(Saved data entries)
:::::
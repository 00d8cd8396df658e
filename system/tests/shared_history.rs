use canvas_system::serde_json::json;
use canvas_system::{MembershipRegistry, Operation, OperationLog, PathData};

fn stroke(color: &str) -> PathData {
    PathData(json!({
        "points": [{"x": 1.0, "y": 1.0}, {"x": 2.0, "y": 3.0}],
        "color": color,
        "size": 3.0,
        "tool": "brush"
    }))
}

#[test]
fn undo_removes_latest_operation_regardless_of_author() {
    let mut members = MembershipRegistry::new();
    members.add(1);
    members.add(2);

    let mut log = OperationLog::new();
    log.append(Operation::draw(1, stroke("#111111"), 100, 0));
    log.append(Operation::draw(2, stroke("#222222"), 101, 1));

    // participant 1 undoes participant 2's stroke
    assert!(log.undo());
    let visible = log.snapshot().operations;
    assert_eq!(visible.len(), 1);
    assert_eq!(visible[0].author_id, 1);
}

#[test]
fn operation_ids_are_unique_within_same_millisecond() {
    let first = Operation::draw(4, stroke("#000000"), 500, 0);
    let second = Operation::draw(4, stroke("#000000"), 500, 1);
    assert_ne!(first.id, second.id);
}

#[test]
fn operation_serializes_in_wire_shape() {
    let operation = Operation::draw(4, stroke("#abcdef"), 500, 9);
    let value = canvas_system::serde_json::to_value(&operation).expect("");
    assert_eq!(value["id"], "4-500-9");
    assert_eq!(value["kind"], "draw");
    assert_eq!(value["userId"], 4);
    assert_eq!(value["timestamp"], 500);
    assert_eq!(value["pathData"]["color"], "#abcdef");
    assert_eq!(value["pathData"]["points"][1]["y"], 3.0);
}
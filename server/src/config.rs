use clap::Parser;

#[derive(Debug, Clone, Parser)]
#[command(
    name = "canvas-server",
    about = "Shares one drawing surface between every client in a room"
)]
pub struct Config {
    #[arg(long, env = "CANVAS_HOST", default_value = "127.0.0.1")]
    pub host: String,

    #[arg(long, env = "CANVAS_PORT", default_value_t = 8080)]
    pub port: u16,

    /// Messages queued for a single client before it is evicted
    #[arg(long, env = "CANVAS_EGRESS_BUFFER", default_value_t = 64)]
    pub egress_buffer: usize,

    /// Allow cross-origin requests from any front end
    #[arg(long, env = "CANVAS_PERMISSIVE_CORS")]
    pub permissive_cors: bool,
}
use crate::message::{ConnectionId, PathData, Timestamp};
use serde::{Deserialize, Serialize};
use std::time::{SystemTime, UNIX_EPOCH};

/// `{author}-{created_at}-{sequence}`. The sequence is issued by the room and
/// never reused while the room lives, so two operations from the same author
/// in the same millisecond still get different ids.
#[derive(Debug, Clone, PartialEq, Eq, Hash, Serialize, Deserialize)]
#[serde(transparent)]
pub struct OperationId(String);

impl OperationId {
    pub fn new(author_id: ConnectionId, created_at: Timestamp, sequence: u64) -> Self {
        Self(format!("{}-{}-{}", author_id, created_at, sequence))
    }

    pub fn as_str(&self) -> &str {
        &self.0
    }
}

impl std::fmt::Display for OperationId {
    fn fmt(&self, f: &mut std::fmt::Formatter<'_>) -> std::fmt::Result {
        f.write_str(&self.0)
    }
}

#[derive(Debug, Clone, Copy, PartialEq, Eq, Serialize, Deserialize)]
#[serde(rename_all = "kebab-case")]
pub enum OperationKind {
    Draw,
}

#[derive(Debug, Clone, PartialEq, Serialize, Deserialize)]
pub struct Operation {
    pub id: OperationId,
    pub kind: OperationKind,
    #[serde(rename = "userId")]
    pub author_id: ConnectionId,
    #[serde(rename = "pathData")]
    pub payload: PathData,
    #[serde(rename = "timestamp")]
    pub created_at: Timestamp,
}

impl Operation {
    pub fn draw(
        author_id: ConnectionId,
        payload: PathData,
        created_at: Timestamp,
        sequence: u64,
    ) -> Self {
        Self {
            id: OperationId::new(author_id, created_at, sequence),
            kind: OperationKind::Draw,
            author_id,
            payload,
            created_at,
        }
    }
}

/// Milliseconds since the Unix epoch. A clock set before 1970 reads as 0.
pub fn now_millis() -> Timestamp {
    SystemTime::now()
        .duration_since(UNIX_EPOCH)
        .map(|d| d.as_millis() as Timestamp)
        .unwrap_or(0)
}
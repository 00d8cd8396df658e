pub extern crate actix_web;

pub mod admin;
pub mod config;
pub mod connection;
pub mod connection_tx_storage;
pub mod gateway;
pub mod handlers;
mod room;
pub mod room_coordinator;
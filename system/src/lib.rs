mod membership;
mod message;
mod operation;
mod operation_log;

pub use membership::*;
pub use message::*;
pub use operation::*;
pub use operation_log::*;

pub extern crate serde;
pub extern crate serde_json;
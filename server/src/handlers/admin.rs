use crate::admin::AdminCommand;
use crate::gateway::{GatewayCommand, GatewayTx};
use crate::room_coordinator::RoomDescription;
use actix_web::error;
use actix_web::web;
use actix_web::{HttpResponse, Responder, Result};

pub fn configure_admin_handlers(cfg: &mut web::ServiceConfig) {
    cfg.service(
        web::scope("/admin").service(
            web::resource("/rooms")
                .name("admin_rooms")
                .route(web::get().to(list_rooms)),
        ),
    );
}

pub async fn list_rooms(gateway_tx: web::Data<GatewayTx>) -> Result<impl Responder> {
    let (tx, rx) = tokio::sync::oneshot::channel::<Vec<RoomDescription>>();

    gateway_tx
        .send(GatewayCommand::AdminCommand(AdminCommand::ListRooms { tx }))
        .map_err(|_| error::ErrorInternalServerError("Internal Server Error"))?;

    let rooms = rx
        .await
        .map_err(|_| error::ErrorInternalServerError("Receiver await error"))?;

    Ok(HttpResponse::Ok().json(rooms))
}
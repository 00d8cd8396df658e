use crate::operation::Operation;
use serde::{Deserialize, Serialize};

pub type ConnectionId = u32;
pub type RoomId = String;
pub type Timestamp = u64;

pub const DEFAULT_ROOM_ID: &str = "default";

#[derive(Debug, Clone, Copy, PartialEq, Serialize, Deserialize)]
pub struct Point {
    pub x: f64,
    pub y: f64,
}

/// Stroke description as sent by the front end (points, color, size, tool).
/// Kept as raw JSON and never inspected, so numbers keep their precision and
/// fields the server does not know about are relayed as they came.
#[derive(Debug, Clone, PartialEq, Serialize, Deserialize)]
#[serde(transparent)]
pub struct PathData(pub serde_json::Value);

impl PathData {
    pub fn as_value(&self) -> &serde_json::Value {
        &self.0
    }
}

#[derive(Debug)]
pub enum ProtocolError {
    Malformed(String),
}

impl std::fmt::Display for ProtocolError {
    fn fmt(&self, f: &mut std::fmt::Formatter<'_>) -> std::fmt::Result {
        match self {
            ProtocolError::Malformed(reason) => write!(f, "malformed message: {}", reason),
        }
    }
}

#[derive(Debug, Clone, PartialEq, Serialize, Deserialize)]
#[serde(tag = "type", content = "data", rename_all = "kebab-case")]
pub enum ClientMessage {
    Draw(DrawCommand),
    CursorMove(CursorMoveCommand),
    Undo {},
    Redo {},
    Clear {},
}

impl ClientMessage {
    pub fn from_json(text: &str) -> Result<Self, ProtocolError> {
        serde_json::from_str(text).map_err(|err| ProtocolError::Malformed(err.to_string()))
    }
}

#[derive(Debug, Clone, PartialEq, Serialize, Deserialize)]
#[serde(rename_all = "camelCase")]
pub struct DrawCommand {
    pub path_data: PathData,
}

#[derive(Debug, Clone, PartialEq, Serialize, Deserialize)]
pub struct CursorMoveCommand {
    pub position: Point,
}

#[derive(Debug, Clone, PartialEq, Serialize, Deserialize)]
#[serde(tag = "type", content = "data", rename_all = "kebab-case")]
pub enum ServerMessage {
    InitState(InitState),
    Draw(DrawEvent),
    CursorMove(CursorMoveEvent),
    Undo(HistoryEvent),
    Redo(HistoryEvent),
    Clear(ClearEvent),
    UserJoined(Participant),
    UserLeft(UserLeftEvent),
}

impl ServerMessage {
    pub fn to_json(&self) -> Result<String, serde_json::Error> {
        serde_json::to_string(self)
    }
}

#[derive(Debug, Clone, PartialEq, Serialize, Deserialize)]
pub struct InitState {
    pub operations: Vec<Operation>,
    pub users: Vec<Participant>,
}

#[derive(Debug, Clone, PartialEq, Serialize, Deserialize)]
#[serde(rename_all = "camelCase")]
pub struct DrawEvent {
    pub user_id: ConnectionId,
    pub path_data: PathData,
    pub timestamp: Timestamp,
}

#[derive(Debug, Clone, PartialEq, Serialize, Deserialize)]
#[serde(rename_all = "camelCase")]
pub struct CursorMoveEvent {
    pub user_id: ConnectionId,
    pub position: Point,
}

/// Payload of both `undo` and `redo`.
#[derive(Debug, Clone, PartialEq, Serialize, Deserialize)]
#[serde(rename_all = "camelCase")]
pub struct HistoryEvent {
    pub user_id: ConnectionId,
    pub timestamp: Timestamp,
}

#[derive(Debug, Clone, PartialEq, Serialize, Deserialize)]
#[serde(rename_all = "camelCase")]
pub struct ClearEvent {
    pub user_id: ConnectionId,
}

#[derive(Debug, Clone, PartialEq, Serialize, Deserialize)]
#[serde(rename_all = "camelCase")]
pub struct UserLeftEvent {
    pub user_id: ConnectionId,
}

/// A room member together with its derived display attributes.
#[derive(Debug, Clone, PartialEq, Serialize, Deserialize)]
#[serde(rename_all = "camelCase")]
pub struct Participant {
    pub user_id: ConnectionId,
    pub color: String,
    pub name: String,
}
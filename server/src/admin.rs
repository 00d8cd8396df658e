use crate::room_coordinator::RoomDescription;
use tokio::sync::oneshot::Sender;

#[derive(Debug)]
pub enum AdminCommand {
    ListRooms { tx: Sender<Vec<RoomDescription>> },
}
use crate::connection::ws_index;
use crate::handlers::admin::configure_admin_handlers;
use actix_web::web;

mod admin;

pub fn root(cfg: &mut web::ServiceConfig) {
    cfg.service(web::resource("/ws").route(web::get().to(ws_index)));
    cfg.service(web::resource("/ws/{room_id}").route(web::get().to(ws_index)));

    configure_admin_handlers(cfg);
}
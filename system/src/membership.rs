use crate::message::{ConnectionId, Participant};

pub const PALETTE: [&str; 8] = [
    "#FF6B6B", "#4ECDC4", "#45B7D1", "#FFA07A", "#98D8C8", "#F7DC6F", "#BB8FCE", "#85C1E2",
];

/// Connected participants of a room in join order.
///
/// Display attributes are derived from the position in this order, so when a
/// member leaves, everyone who joined after them moves down by one and gets a
/// new color and label. Clients should expect that.
#[derive(Debug, Default)]
pub struct MembershipRegistry {
    members: Vec<ConnectionId>,
}

impl MembershipRegistry {
    pub fn new() -> Self {
        Self::default()
    }

    pub fn add(&mut self, connection_id: ConnectionId) {
        if !self.contains(&connection_id) {
            self.members.push(connection_id);
        }
    }

    pub fn remove(&mut self, connection_id: &ConnectionId) {
        self.members.retain(|e| e != connection_id);
    }

    pub fn list(&self) -> &[ConnectionId] {
        &self.members
    }

    pub fn count(&self) -> usize {
        self.members.len()
    }

    pub fn is_empty(&self) -> bool {
        self.members.is_empty()
    }

    pub fn contains(&self, connection_id: &ConnectionId) -> bool {
        self.members.contains(connection_id)
    }

    pub fn index_of(&self, connection_id: &ConnectionId) -> Option<usize> {
        self.members.iter().position(|e| e == connection_id)
    }

    pub fn participant(&self, connection_id: &ConnectionId) -> Option<Participant> {
        self.index_of(connection_id)
            .map(|index| derive_participant(*connection_id, index))
    }

    pub fn participants(&self) -> Vec<Participant> {
        self.members
            .iter()
            .enumerate()
            .map(|(index, connection_id)| derive_participant(*connection_id, index))
            .collect()
    }
}

pub fn derive_participant(user_id: ConnectionId, index: usize) -> Participant {
    Participant {
        user_id,
        color: PALETTE[index % PALETTE.len()].to_string(),
        name: format!("User {}", index + 1),
    }
}

#[cfg(test)]
mod tests {
    use super::*;

    #[test]
    fn it_adds_idempotently() {
        let mut registry = MembershipRegistry::new();
        registry.add(10);
        registry.add(10);
        assert_eq!(registry.count(), 1);
        assert_eq!(registry.list(), &[10]);
    }

    #[test]
    fn it_ignores_removing_absent_member() {
        let mut registry = MembershipRegistry::new();
        registry.add(1);
        registry.remove(&2);
        assert_eq!(registry.list(), &[1]);
        registry.remove(&1);
        registry.remove(&1);
        assert!(registry.is_empty());
    }

    #[test]
    fn it_keeps_insertion_order() {
        let mut registry = MembershipRegistry::new();
        for id in &[5, 3, 9] {
            registry.add(*id);
        }
        assert_eq!(registry.list(), &[5, 3, 9]);
        assert_eq!(registry.index_of(&9), Some(2));
        assert_eq!(registry.index_of(&4), None);
    }

    #[test]
    fn later_members_shift_down_when_earlier_member_leaves() {
        let mut registry = MembershipRegistry::new();
        registry.add(1);
        registry.add(2);
        registry.add(3);
        assert_eq!(registry.participant(&3).expect("").name, "User 3");

        registry.remove(&1);
        assert_eq!(registry.index_of(&2), Some(0));
        assert_eq!(registry.index_of(&3), Some(1));

        let participant = registry.participant(&3).expect("");
        assert_eq!(participant.name, "User 2");
        assert_eq!(participant.color, PALETTE[1]);
    }

    #[test]
    fn colors_wrap_around_palette() {
        let mut registry = MembershipRegistry::new();
        for id in 0..(PALETTE.len() as ConnectionId + 2) {
            registry.add(id);
        }
        let participants = registry.participants();
        assert_eq!(participants[PALETTE.len()].color, PALETTE[0]);
        assert_eq!(participants[PALETTE.len() + 1].color, PALETTE[1]);
        assert_eq!(participants[PALETTE.len() + 1].name, "User 10");
    }
}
:::::
Problem details ▸ Filter the records above, keeping each line that contains the word "CursorMoveCommand".

Exercise answer ▸
    CursorMove(CursorMoveCommand),
pub struct CursorMoveCommand {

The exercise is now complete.